> Data extracts:

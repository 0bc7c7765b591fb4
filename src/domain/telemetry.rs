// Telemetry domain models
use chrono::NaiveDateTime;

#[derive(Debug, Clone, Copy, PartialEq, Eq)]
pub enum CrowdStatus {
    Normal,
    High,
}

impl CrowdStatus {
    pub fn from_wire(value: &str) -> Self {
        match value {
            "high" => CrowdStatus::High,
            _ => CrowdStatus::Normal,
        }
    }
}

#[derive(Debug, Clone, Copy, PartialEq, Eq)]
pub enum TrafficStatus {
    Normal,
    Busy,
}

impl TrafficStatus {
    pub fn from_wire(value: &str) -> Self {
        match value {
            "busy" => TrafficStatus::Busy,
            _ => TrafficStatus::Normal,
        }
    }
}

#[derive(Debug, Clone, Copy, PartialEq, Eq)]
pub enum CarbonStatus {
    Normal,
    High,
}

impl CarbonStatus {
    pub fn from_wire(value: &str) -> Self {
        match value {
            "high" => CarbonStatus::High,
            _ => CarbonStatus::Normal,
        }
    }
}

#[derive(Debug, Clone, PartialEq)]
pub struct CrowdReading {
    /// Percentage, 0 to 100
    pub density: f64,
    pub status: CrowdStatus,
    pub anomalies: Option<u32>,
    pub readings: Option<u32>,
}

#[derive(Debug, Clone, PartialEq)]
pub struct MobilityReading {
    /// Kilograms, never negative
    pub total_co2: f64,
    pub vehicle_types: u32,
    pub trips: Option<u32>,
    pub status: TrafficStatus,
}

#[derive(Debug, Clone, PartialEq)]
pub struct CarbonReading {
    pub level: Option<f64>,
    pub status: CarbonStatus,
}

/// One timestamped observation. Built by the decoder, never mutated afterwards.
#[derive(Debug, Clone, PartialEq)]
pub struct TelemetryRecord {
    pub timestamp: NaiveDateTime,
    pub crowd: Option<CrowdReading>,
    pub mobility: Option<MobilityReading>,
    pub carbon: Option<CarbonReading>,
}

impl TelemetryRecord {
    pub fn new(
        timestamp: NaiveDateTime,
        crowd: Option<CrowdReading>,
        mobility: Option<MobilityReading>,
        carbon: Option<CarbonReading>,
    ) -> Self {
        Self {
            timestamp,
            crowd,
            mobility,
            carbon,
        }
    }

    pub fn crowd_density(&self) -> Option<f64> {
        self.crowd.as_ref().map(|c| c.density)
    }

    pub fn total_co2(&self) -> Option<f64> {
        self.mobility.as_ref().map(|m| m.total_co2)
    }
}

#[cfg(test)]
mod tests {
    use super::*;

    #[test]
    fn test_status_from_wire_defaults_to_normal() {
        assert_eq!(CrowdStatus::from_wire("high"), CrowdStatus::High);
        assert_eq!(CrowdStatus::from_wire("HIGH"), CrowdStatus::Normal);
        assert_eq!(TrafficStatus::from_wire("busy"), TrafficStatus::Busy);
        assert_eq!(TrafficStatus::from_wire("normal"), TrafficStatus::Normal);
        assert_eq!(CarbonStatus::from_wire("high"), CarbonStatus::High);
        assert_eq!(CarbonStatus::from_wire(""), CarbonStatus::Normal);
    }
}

--

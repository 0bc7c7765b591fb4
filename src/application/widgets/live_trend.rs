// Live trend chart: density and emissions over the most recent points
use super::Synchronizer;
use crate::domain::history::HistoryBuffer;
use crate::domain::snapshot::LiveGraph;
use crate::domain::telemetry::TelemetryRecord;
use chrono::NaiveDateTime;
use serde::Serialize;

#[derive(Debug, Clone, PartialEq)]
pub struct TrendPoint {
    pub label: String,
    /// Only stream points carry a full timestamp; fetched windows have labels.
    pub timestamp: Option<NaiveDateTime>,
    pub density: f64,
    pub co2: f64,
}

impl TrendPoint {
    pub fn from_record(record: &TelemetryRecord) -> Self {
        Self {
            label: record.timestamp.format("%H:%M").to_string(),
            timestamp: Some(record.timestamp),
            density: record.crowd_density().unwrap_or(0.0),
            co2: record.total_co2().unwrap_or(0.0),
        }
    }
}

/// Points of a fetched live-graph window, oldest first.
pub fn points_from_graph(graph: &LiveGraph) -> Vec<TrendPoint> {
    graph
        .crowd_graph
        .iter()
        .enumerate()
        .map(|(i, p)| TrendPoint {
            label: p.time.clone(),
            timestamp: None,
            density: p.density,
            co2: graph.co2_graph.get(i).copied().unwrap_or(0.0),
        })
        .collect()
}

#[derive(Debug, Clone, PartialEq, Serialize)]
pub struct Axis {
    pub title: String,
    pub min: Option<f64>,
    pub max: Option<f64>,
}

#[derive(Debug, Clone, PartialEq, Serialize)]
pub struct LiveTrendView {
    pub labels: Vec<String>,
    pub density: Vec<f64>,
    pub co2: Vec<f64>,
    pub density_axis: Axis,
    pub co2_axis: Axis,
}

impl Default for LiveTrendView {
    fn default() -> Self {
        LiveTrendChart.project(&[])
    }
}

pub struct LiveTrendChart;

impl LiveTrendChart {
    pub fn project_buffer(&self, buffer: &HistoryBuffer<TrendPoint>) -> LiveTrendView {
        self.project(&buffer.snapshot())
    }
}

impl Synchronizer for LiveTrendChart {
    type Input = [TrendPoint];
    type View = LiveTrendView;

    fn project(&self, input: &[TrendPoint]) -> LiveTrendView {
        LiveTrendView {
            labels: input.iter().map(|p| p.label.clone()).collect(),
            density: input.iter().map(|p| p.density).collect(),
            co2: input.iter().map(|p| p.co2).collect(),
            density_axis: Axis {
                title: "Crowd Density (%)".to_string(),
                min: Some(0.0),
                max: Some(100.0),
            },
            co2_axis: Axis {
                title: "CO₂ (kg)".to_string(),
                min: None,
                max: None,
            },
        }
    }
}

> What you are asked to do: Counting only lines that contain the string "crate", say how many appear in the listing above, with the number as the entire reply.

> Task response: 3